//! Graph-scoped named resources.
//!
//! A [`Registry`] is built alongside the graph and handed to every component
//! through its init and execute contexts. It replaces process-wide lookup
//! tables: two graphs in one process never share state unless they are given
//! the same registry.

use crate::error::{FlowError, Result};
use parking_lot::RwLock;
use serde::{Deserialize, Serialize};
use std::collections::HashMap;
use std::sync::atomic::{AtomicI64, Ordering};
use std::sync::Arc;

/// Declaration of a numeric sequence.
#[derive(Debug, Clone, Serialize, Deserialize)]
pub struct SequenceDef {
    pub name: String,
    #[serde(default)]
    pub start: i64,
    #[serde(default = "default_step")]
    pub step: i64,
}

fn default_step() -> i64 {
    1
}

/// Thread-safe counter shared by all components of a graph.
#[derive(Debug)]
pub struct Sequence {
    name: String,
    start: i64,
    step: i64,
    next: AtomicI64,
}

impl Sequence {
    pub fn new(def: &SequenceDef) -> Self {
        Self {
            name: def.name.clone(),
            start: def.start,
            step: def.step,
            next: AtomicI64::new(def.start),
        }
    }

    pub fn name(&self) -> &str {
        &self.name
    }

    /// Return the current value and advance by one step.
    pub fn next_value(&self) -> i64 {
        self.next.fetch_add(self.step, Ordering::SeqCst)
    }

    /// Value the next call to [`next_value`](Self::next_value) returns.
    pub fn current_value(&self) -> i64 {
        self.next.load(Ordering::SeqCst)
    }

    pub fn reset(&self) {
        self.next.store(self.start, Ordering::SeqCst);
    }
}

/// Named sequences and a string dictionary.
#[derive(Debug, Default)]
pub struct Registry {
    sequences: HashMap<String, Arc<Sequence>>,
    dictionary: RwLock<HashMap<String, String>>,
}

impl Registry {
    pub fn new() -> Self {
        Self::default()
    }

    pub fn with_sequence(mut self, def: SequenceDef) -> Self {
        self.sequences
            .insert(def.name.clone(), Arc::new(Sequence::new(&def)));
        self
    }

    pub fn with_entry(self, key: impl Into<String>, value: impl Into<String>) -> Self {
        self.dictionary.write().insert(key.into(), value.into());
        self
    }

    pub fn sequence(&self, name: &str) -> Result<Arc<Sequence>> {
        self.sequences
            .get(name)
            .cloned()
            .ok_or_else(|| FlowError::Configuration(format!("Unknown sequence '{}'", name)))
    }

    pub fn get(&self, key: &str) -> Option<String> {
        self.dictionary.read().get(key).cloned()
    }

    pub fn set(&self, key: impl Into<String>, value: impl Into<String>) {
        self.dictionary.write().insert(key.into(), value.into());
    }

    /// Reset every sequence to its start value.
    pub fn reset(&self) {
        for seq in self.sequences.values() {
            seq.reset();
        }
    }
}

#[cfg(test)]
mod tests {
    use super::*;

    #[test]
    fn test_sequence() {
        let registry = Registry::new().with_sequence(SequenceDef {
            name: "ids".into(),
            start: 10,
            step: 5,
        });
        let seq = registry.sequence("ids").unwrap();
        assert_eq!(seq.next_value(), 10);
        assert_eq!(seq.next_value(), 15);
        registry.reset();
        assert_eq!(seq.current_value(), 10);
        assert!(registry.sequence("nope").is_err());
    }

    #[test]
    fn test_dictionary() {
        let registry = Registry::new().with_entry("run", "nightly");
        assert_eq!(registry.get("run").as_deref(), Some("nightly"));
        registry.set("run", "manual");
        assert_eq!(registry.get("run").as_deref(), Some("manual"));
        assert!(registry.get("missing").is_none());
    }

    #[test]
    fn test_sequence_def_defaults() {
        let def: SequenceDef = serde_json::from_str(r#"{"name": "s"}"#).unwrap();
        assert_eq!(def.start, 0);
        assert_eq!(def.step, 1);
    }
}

· · · ·

- **DIRECTIONS**
Select and copy every line from the records that includes the word "SequenceDef".

- **RESULT OF THE EXERCISE**
pub struct SequenceDef {
    pub fn new(def: &SequenceDef) -> Self {
    pub fn with_sequence(mut self, def: SequenceDef) -> Self {
        let registry = Registry::new().with_sequence(SequenceDef {
        let def: SequenceDef = serde_json::from_str(r#"{"name": "s"}"#).unwrap();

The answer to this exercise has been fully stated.